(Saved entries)

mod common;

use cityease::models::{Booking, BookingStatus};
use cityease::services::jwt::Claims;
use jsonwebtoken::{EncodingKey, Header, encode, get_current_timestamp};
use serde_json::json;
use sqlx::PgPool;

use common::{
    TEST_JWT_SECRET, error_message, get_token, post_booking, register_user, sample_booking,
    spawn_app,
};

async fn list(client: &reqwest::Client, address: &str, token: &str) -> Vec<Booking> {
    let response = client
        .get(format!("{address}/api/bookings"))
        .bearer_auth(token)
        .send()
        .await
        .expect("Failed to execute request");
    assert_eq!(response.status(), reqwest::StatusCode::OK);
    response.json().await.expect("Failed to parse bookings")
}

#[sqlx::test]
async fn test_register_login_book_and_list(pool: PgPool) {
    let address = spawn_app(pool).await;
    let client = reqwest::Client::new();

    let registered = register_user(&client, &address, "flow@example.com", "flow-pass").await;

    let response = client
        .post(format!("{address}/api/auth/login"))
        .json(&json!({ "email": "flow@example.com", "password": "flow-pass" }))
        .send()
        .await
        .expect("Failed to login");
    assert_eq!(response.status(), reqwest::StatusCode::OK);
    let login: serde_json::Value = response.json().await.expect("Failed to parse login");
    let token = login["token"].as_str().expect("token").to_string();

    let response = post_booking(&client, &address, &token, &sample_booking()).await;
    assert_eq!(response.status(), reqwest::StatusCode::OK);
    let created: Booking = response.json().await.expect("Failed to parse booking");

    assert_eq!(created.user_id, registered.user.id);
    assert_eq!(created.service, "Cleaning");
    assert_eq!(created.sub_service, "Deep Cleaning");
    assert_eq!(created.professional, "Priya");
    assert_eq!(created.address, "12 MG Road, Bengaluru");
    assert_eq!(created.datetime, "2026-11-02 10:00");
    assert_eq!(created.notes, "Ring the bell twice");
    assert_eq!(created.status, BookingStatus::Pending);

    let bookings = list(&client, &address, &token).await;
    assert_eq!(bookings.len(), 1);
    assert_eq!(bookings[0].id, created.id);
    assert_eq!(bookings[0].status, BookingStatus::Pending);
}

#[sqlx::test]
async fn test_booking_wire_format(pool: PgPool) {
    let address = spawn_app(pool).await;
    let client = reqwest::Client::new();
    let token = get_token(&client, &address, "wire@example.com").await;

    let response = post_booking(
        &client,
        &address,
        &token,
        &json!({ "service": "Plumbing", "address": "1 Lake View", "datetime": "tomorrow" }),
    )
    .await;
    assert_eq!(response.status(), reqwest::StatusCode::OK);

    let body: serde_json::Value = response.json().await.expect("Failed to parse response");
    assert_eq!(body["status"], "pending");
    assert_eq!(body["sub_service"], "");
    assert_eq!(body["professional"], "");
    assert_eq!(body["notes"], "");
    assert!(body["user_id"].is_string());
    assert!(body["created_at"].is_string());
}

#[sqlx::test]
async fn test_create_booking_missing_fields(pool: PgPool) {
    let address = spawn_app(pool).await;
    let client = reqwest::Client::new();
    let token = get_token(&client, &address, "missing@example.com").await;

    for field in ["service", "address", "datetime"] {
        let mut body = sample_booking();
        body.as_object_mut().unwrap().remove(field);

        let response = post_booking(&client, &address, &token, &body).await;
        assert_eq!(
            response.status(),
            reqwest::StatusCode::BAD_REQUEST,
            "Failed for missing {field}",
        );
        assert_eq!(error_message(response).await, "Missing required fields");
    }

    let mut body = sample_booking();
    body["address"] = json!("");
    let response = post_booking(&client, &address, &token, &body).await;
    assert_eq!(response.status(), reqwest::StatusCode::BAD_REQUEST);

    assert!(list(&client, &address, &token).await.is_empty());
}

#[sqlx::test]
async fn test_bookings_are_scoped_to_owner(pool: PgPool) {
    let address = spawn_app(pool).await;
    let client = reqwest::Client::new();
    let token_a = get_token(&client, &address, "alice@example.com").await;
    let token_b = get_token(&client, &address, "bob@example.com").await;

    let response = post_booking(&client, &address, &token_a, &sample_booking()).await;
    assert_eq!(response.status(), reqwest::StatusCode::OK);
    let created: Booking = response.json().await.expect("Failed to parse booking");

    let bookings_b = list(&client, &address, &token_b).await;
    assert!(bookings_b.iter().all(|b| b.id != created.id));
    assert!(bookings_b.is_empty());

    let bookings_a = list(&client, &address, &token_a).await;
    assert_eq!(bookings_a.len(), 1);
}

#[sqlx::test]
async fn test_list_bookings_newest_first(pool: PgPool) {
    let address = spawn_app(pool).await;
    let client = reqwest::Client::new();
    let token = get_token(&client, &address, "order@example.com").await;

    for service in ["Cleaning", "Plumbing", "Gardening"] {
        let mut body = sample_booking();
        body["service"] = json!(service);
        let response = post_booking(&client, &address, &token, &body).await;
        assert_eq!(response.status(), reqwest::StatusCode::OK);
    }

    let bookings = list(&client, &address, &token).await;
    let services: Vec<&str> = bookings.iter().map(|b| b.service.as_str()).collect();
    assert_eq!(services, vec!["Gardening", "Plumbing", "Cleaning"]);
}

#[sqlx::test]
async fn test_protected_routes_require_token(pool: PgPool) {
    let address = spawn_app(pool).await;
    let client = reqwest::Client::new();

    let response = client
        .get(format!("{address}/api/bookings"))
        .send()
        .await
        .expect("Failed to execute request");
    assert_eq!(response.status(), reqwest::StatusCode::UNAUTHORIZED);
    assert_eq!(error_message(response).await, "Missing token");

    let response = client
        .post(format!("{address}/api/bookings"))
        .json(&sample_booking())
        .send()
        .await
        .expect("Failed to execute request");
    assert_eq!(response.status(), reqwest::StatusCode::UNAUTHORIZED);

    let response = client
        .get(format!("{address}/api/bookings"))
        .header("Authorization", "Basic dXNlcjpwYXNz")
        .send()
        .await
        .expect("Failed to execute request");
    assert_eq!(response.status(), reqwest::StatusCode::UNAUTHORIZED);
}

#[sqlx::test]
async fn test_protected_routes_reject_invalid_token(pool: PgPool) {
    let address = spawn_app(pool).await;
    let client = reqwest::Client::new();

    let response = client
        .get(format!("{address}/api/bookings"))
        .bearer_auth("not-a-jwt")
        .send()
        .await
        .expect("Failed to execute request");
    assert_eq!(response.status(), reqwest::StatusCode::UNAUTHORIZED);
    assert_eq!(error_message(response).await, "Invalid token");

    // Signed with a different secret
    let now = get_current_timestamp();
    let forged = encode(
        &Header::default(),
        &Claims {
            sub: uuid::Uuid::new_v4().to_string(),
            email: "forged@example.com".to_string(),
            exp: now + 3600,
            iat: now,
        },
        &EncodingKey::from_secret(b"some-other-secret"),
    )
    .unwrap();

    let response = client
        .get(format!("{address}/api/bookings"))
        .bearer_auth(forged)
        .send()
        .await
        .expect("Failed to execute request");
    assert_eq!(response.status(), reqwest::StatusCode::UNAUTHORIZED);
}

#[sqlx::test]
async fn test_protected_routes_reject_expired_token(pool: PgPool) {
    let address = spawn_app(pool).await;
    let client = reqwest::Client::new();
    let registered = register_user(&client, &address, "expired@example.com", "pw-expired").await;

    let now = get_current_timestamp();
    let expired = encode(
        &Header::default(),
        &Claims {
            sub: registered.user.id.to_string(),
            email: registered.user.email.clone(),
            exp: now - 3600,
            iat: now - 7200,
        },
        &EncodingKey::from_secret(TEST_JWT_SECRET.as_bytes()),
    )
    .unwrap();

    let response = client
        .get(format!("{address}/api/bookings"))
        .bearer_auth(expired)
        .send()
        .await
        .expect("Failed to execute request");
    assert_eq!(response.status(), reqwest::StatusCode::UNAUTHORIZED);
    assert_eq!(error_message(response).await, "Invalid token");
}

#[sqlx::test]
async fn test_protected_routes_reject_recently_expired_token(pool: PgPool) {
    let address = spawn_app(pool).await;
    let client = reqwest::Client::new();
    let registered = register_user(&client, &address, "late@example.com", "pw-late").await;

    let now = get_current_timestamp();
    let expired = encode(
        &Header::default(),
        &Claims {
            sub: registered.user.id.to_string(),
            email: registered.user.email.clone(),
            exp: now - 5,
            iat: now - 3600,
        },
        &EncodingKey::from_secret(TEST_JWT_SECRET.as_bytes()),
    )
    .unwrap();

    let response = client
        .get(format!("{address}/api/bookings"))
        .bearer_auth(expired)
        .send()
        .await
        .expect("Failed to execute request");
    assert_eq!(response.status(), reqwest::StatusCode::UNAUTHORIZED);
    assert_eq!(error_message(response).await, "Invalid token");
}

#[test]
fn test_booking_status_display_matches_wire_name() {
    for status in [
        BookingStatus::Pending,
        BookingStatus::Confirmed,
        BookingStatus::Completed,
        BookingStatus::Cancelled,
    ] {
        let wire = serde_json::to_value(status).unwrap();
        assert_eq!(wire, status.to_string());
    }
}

...

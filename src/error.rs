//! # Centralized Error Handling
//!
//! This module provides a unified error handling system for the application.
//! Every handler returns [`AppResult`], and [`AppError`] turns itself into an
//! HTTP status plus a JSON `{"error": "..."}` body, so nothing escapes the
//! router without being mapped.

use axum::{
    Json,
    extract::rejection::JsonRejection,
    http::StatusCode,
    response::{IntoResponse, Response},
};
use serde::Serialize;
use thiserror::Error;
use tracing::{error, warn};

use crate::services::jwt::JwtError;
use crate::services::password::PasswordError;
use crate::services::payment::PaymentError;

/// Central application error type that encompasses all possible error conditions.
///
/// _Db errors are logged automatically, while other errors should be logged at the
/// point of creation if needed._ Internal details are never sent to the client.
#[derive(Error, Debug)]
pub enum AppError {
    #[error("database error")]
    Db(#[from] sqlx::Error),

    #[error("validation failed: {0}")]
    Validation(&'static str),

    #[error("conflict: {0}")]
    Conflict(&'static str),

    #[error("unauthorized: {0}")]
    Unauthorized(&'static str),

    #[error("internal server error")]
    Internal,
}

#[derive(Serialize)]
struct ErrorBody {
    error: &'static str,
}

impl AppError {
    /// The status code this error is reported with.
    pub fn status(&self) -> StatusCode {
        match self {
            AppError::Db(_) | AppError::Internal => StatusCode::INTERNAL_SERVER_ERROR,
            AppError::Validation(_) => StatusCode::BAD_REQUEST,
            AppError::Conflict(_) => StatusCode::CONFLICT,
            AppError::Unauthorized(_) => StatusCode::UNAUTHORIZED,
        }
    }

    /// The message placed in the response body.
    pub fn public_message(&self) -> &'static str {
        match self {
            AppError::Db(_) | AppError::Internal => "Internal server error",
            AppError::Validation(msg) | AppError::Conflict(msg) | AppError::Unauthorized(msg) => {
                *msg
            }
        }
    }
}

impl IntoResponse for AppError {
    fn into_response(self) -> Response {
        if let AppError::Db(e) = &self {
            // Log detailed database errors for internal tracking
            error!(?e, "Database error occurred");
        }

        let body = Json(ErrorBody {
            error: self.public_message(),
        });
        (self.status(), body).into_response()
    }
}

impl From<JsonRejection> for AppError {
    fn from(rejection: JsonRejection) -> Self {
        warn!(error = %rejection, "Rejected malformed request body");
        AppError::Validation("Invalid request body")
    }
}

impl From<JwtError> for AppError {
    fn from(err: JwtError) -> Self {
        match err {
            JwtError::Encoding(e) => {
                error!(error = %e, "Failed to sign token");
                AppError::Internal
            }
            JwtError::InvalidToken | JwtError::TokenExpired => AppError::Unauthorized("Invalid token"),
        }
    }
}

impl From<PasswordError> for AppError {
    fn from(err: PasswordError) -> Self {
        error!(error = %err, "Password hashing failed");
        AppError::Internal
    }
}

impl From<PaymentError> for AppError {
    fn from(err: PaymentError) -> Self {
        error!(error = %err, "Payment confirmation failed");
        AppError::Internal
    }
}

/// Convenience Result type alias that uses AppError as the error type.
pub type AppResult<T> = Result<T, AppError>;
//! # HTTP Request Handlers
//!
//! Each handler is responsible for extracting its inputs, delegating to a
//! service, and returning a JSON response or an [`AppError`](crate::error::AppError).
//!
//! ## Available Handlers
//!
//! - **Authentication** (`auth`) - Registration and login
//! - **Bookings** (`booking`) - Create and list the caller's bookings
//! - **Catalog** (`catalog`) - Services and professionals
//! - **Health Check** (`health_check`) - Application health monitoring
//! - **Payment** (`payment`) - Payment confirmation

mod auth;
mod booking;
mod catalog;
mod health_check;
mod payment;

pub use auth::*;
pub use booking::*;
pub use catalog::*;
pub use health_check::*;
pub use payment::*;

...

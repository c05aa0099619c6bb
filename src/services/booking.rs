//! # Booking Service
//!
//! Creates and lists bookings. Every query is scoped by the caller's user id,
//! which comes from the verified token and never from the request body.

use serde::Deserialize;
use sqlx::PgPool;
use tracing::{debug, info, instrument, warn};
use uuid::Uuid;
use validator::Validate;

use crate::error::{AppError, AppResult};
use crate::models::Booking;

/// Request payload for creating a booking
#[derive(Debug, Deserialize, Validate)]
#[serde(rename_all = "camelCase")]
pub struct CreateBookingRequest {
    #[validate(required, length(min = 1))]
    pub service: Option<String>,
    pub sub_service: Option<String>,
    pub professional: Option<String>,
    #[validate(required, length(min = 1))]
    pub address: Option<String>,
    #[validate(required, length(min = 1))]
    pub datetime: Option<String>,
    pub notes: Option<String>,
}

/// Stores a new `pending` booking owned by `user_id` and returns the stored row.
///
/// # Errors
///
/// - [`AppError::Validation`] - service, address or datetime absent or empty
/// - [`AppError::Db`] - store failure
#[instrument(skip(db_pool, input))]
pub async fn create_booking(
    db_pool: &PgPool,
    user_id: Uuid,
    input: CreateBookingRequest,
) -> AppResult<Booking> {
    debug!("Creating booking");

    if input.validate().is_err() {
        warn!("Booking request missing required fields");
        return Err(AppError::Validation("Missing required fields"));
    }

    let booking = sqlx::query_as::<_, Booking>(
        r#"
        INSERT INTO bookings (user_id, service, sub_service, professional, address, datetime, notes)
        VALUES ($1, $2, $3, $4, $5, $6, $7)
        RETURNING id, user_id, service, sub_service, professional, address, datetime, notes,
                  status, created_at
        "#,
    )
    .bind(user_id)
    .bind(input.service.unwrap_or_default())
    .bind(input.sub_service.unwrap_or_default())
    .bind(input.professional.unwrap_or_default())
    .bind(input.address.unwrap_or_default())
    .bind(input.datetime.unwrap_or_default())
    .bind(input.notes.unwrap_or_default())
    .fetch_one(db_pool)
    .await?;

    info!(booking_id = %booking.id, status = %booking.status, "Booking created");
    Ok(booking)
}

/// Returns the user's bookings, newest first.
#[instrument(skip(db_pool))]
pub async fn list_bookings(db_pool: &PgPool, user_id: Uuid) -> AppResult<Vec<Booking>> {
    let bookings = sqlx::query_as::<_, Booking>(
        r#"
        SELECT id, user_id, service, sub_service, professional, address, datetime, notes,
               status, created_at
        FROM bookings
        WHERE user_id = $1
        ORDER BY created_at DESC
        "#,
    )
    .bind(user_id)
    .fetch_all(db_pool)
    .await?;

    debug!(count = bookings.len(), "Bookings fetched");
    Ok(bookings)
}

__Task objective__
The string "that" may appear in lines of the entries above. Say how many such lines there are, as a number only.

__Task output__
2